**Work to be completed**
Run through the data and copy out every line that mentions the word "strictly".

[Data shown — start]

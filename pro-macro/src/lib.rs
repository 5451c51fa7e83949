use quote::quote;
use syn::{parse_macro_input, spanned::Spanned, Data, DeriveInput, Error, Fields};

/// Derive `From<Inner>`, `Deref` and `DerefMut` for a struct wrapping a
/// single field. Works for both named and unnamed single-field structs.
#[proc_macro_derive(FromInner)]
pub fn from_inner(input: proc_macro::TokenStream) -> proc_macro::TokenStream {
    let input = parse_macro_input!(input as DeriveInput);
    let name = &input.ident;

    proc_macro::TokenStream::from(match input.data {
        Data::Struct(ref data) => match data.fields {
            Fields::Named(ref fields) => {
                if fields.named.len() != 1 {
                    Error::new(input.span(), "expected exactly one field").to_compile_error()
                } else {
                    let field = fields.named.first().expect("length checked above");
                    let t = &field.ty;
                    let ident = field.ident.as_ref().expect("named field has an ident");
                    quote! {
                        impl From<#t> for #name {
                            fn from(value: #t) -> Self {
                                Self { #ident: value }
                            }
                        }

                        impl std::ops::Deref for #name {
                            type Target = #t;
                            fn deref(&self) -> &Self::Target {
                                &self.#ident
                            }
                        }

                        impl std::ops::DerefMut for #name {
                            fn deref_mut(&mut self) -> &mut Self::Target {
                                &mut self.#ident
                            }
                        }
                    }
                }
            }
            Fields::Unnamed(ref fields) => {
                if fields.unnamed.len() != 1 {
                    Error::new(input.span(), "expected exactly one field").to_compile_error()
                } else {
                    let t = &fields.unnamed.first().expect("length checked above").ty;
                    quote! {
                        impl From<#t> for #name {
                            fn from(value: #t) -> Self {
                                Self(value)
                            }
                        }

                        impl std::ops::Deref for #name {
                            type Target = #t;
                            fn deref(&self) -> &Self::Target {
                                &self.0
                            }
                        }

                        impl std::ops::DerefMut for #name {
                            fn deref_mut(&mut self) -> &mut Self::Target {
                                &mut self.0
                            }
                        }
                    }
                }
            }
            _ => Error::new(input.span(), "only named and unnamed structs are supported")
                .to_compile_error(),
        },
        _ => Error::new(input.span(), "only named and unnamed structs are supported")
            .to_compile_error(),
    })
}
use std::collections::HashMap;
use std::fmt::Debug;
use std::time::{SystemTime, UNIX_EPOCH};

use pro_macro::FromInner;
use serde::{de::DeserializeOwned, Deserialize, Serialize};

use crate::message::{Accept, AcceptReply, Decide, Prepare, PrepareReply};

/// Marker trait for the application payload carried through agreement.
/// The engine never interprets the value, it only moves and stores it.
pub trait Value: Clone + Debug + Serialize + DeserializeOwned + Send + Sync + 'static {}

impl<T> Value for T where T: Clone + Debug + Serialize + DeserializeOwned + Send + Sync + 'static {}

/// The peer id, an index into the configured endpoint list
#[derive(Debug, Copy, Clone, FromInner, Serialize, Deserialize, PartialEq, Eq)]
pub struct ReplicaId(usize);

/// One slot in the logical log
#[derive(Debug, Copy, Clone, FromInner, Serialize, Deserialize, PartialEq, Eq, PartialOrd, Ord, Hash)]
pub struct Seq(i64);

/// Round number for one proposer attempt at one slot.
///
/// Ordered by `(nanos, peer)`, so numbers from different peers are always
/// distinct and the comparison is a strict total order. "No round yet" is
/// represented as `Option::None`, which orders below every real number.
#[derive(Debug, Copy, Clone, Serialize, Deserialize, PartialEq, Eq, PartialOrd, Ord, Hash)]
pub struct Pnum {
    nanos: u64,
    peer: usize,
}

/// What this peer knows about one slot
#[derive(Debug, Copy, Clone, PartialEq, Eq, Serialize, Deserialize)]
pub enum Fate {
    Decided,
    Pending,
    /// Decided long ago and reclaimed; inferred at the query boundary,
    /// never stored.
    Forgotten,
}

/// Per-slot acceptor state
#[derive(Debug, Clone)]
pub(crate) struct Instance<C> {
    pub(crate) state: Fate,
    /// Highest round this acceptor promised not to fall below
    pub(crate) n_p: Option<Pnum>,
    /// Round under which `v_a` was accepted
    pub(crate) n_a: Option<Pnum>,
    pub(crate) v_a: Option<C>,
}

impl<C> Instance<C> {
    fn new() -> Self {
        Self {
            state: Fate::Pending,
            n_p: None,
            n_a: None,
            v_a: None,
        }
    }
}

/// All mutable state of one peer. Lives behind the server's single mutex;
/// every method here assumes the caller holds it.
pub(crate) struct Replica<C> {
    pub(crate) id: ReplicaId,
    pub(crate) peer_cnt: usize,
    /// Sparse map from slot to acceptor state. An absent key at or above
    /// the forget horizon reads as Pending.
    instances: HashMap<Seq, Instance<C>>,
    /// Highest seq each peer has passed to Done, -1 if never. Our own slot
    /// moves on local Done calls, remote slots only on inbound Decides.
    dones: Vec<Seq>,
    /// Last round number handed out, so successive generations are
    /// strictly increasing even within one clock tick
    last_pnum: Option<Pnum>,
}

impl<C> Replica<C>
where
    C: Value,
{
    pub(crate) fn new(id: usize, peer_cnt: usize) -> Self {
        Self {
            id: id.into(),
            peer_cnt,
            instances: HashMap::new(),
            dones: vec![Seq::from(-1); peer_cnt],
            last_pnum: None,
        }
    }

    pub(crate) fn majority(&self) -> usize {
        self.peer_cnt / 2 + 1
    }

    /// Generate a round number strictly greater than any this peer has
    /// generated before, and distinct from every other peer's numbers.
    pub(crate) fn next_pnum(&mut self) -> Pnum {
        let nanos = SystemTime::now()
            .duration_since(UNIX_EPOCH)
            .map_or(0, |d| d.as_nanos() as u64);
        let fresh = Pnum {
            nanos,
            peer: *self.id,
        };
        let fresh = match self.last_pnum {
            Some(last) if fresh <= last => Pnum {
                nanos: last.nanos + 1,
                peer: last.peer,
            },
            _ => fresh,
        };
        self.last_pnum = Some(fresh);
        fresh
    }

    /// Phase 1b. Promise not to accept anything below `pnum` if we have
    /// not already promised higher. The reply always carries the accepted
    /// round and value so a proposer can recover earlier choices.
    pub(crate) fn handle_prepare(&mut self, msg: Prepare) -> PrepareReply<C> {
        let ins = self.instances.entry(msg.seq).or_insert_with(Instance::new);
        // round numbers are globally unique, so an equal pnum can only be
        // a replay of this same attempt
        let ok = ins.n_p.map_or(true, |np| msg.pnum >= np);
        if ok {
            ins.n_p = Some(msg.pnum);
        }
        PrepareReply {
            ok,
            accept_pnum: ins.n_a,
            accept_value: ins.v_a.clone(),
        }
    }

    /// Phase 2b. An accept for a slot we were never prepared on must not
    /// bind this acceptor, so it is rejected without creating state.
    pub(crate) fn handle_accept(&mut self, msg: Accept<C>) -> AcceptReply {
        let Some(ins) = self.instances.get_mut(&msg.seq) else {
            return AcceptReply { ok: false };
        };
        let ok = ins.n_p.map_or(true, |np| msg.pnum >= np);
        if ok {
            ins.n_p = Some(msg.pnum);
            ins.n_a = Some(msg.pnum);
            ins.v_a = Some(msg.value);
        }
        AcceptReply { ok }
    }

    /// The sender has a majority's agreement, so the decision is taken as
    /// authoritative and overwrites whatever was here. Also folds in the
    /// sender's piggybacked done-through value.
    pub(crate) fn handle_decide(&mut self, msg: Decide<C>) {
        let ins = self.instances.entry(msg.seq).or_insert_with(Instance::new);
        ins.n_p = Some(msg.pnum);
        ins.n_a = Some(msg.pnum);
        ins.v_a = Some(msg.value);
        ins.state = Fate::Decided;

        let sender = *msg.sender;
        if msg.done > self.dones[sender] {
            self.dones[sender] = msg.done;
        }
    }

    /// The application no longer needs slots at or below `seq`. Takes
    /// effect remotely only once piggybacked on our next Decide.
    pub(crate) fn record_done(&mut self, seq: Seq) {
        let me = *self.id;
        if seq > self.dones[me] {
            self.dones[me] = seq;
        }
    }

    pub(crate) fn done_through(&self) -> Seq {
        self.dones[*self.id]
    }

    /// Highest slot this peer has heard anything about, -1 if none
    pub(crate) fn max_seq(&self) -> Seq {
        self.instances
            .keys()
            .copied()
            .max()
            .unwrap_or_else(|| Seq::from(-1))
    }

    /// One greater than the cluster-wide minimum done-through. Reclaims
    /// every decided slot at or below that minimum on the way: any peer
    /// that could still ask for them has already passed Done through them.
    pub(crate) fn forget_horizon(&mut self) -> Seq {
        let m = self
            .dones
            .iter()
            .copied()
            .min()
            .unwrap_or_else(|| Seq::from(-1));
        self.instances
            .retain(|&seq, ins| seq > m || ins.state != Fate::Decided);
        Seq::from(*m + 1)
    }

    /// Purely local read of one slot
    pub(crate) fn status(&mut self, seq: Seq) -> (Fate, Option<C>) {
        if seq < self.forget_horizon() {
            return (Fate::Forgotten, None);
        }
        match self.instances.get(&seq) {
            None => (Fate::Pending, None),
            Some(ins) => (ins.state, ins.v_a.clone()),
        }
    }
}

[Data shown — finish]

**Problem solution**
    /// strictly increasing even within one clock tick
    /// Generate a round number strictly greater than any this peer has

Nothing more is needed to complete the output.